In recent years, it’s become something of a trend for consumers to buy the “greener” choice. These days, there are a whole lot of products labeled “biodegradable” and “environmentally-friendly”. Everyone from automobile companies to clothing companies to junk food companies (think Sun Chips) have jumped on board the metaphorical greenmobile (obviously, it’s an electric car. Or maybe a hydrogen-burning mobile?). After all, green is the black.
And not only is green trendy, it generates profits. Take a look at this video of Walmart Corporate Affairs EVP Leslie Dach talking about how going green was good for their bottom line because they were able to work with their manufacturers to save during the production stage and subsequently pass on some of those savings to Walmart customers. They’re not alone; many other companies, like Unilever, have discovered the same thing.(Strange though, how green products are, in many cases, more expensive than their non-green evil twins, but that’s an issue for another blog post.)
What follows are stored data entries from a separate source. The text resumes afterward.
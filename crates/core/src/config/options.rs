//! Link rendering options understood by the dejure.org linking service.
//!
//! Each option is recognized by its English name or by the German value the
//! service expects on the wire. Anything else is a [`ConfigError::UnknownValue`].

use std::fmt;
use std::str::FromStr;

use serde::Serialize;

use super::ConfigError;

/// How much of a citation becomes the anchor text.
#[derive(Debug, Clone, Copy, PartialEq, Eq, Hash, Default, Serialize)]
#[serde(rename_all = "lowercase")]
pub enum LinkStyle {
    /// The whole citation (`§ 433 BGB`) is linked.
    #[default]
    Wide,
    /// Only the provision number (`433`) is linked.
    Narrow,
}

/// Content of the anchor `title` attribute.
#[derive(Debug, Clone, Copy, PartialEq, Eq, Hash, Default, Serialize)]
#[serde(rename_all = "lowercase")]
pub enum Tooltip {
    None,
    Neutral,
    #[default]
    Descriptive,
    Statutes,
    Half,
}

/// Whether citations spanning a line break get linked.
#[derive(Debug, Clone, Copy, PartialEq, Eq, Hash, Default, Serialize)]
#[serde(rename_all = "lowercase")]
pub enum LineBreak {
    None,
    With,
    #[default]
    Auto,
}

impl LinkStyle {
    pub const FIELD: &'static str = "link_style";

    pub fn as_str(&self) -> &'static str {
        match self {
            Self::Wide => "wide",
            Self::Narrow => "narrow",
        }
    }

    /// Value sent as the `format` form field.
    pub fn wire_value(&self) -> &'static str {
        match self {
            Self::Wide => "weit",
            Self::Narrow => "schmal",
        }
    }
}

impl Tooltip {
    pub const FIELD: &'static str = "tooltip";

    pub fn as_str(&self) -> &'static str {
        match self {
            Self::None => "none",
            Self::Neutral => "neutral",
            Self::Descriptive => "descriptive",
            Self::Statutes => "statutes",
            Self::Half => "half",
        }
    }

    /// Value sent as the `Tooltip` form field.
    pub fn wire_value(&self) -> &'static str {
        match self {
            Self::None => "ohne",
            Self::Neutral => "neutral",
            Self::Descriptive => "beschreibend",
            Self::Statutes => "Gesetze",
            Self::Half => "halb",
        }
    }
}

impl LineBreak {
    pub const FIELD: &'static str = "line_break";

    pub fn as_str(&self) -> &'static str {
        match self {
            Self::None => "none",
            Self::With => "with",
            Self::Auto => "auto",
        }
    }

    /// Value sent as the `Zeilenwechsel` form field.
    pub fn wire_value(&self) -> &'static str {
        match self {
            Self::None => "ohne",
            Self::With => "mit",
            Self::Auto => "auto",
        }
    }
}

fn unknown(field: &str, value: &str) -> ConfigError {
    ConfigError::UnknownValue { field: field.into(), value: value.into() }
}

impl FromStr for LinkStyle {
    type Err = ConfigError;

    fn from_str(s: &str) -> Result<Self, Self::Err> {
        match s {
            "wide" | "weit" => Ok(Self::Wide),
            "narrow" | "schmal" => Ok(Self::Narrow),
            other => Err(unknown(Self::FIELD, other)),
        }
    }
}

impl FromStr for Tooltip {
    type Err = ConfigError;

    fn from_str(s: &str) -> Result<Self, Self::Err> {
        match s {
            "none" | "ohne" => Ok(Self::None),
            "neutral" => Ok(Self::Neutral),
            "descriptive" | "beschreibend" => Ok(Self::Descriptive),
            "statutes" | "Gesetze" => Ok(Self::Statutes),
            "half" | "halb" => Ok(Self::Half),
            other => Err(unknown(Self::FIELD, other)),
        }
    }
}

impl FromStr for LineBreak {
    type Err = ConfigError;

    fn from_str(s: &str) -> Result<Self, Self::Err> {
        match s {
            "none" | "ohne" => Ok(Self::None),
            "with" | "mit" => Ok(Self::With),
            "auto" => Ok(Self::Auto),
            other => Err(unknown(Self::FIELD, other)),
        }
    }
}

impl fmt::Display for LinkStyle {
    fn fmt(&self, f: &mut fmt::Formatter<'_>) -> fmt::Result {
        f.write_str(self.as_str())
    }
}

impl fmt::Display for Tooltip {
    fn fmt(&self, f: &mut fmt::Formatter<'_>) -> fmt::Result {
        f.write_str(self.as_str())
    }
}

impl fmt::Display for LineBreak {
    fn fmt(&self, f: &mut fmt::Formatter<'_>) -> fmt::Result {
        f.write_str(self.as_str())
    }
}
Going green may be good and well for the companies involved, but this now creates a bit of a dilemma for your average consumer: How are we to navigate through the mountains of supposedly “green” products to find the truly good?
In July of 2009, Walmart announced a green rating program initiative for the products it sells. The program was to be an extensive research and rating program, covering any and all products it has on its shelves. It is now 2012 and there has been no sign of this initiative. Why? Mainly because Walmart was a little too ambitious in creating this program. As CNN’s Paul Keegan explains, the problem lies within the fact that a product will still have an impact on the environment, no matter how little. Besides which, how do you rate how bad that impact is? Should carbon emissions be weighted more heavily than waste generated in production? Or is perhaps methane gas emission worse? Problems with the rating system aside, there is also the issue of the kind of bad publicity for the company that is unfortunately labelled as not green. Who would offer up their numbers on emissions if they knew they were going to be hit with an environmental scarlet letter? Certainly not Apple, which is why they quietly withdrew themselves from the EPEAT product registry.
While this green movement will likely have At the end of the day, there really is no way to say definitively which company is greener (or greenest) or which index is right in the way they rate products’ green-ness. Consumers will have to come to their own conclusions when buying green products.
(note: I know this post is kinda really bad, but the idea is there… and I know I really need help. Please be mean. I sometimes find that it’s the most constructive kind of criticism. Thanks!)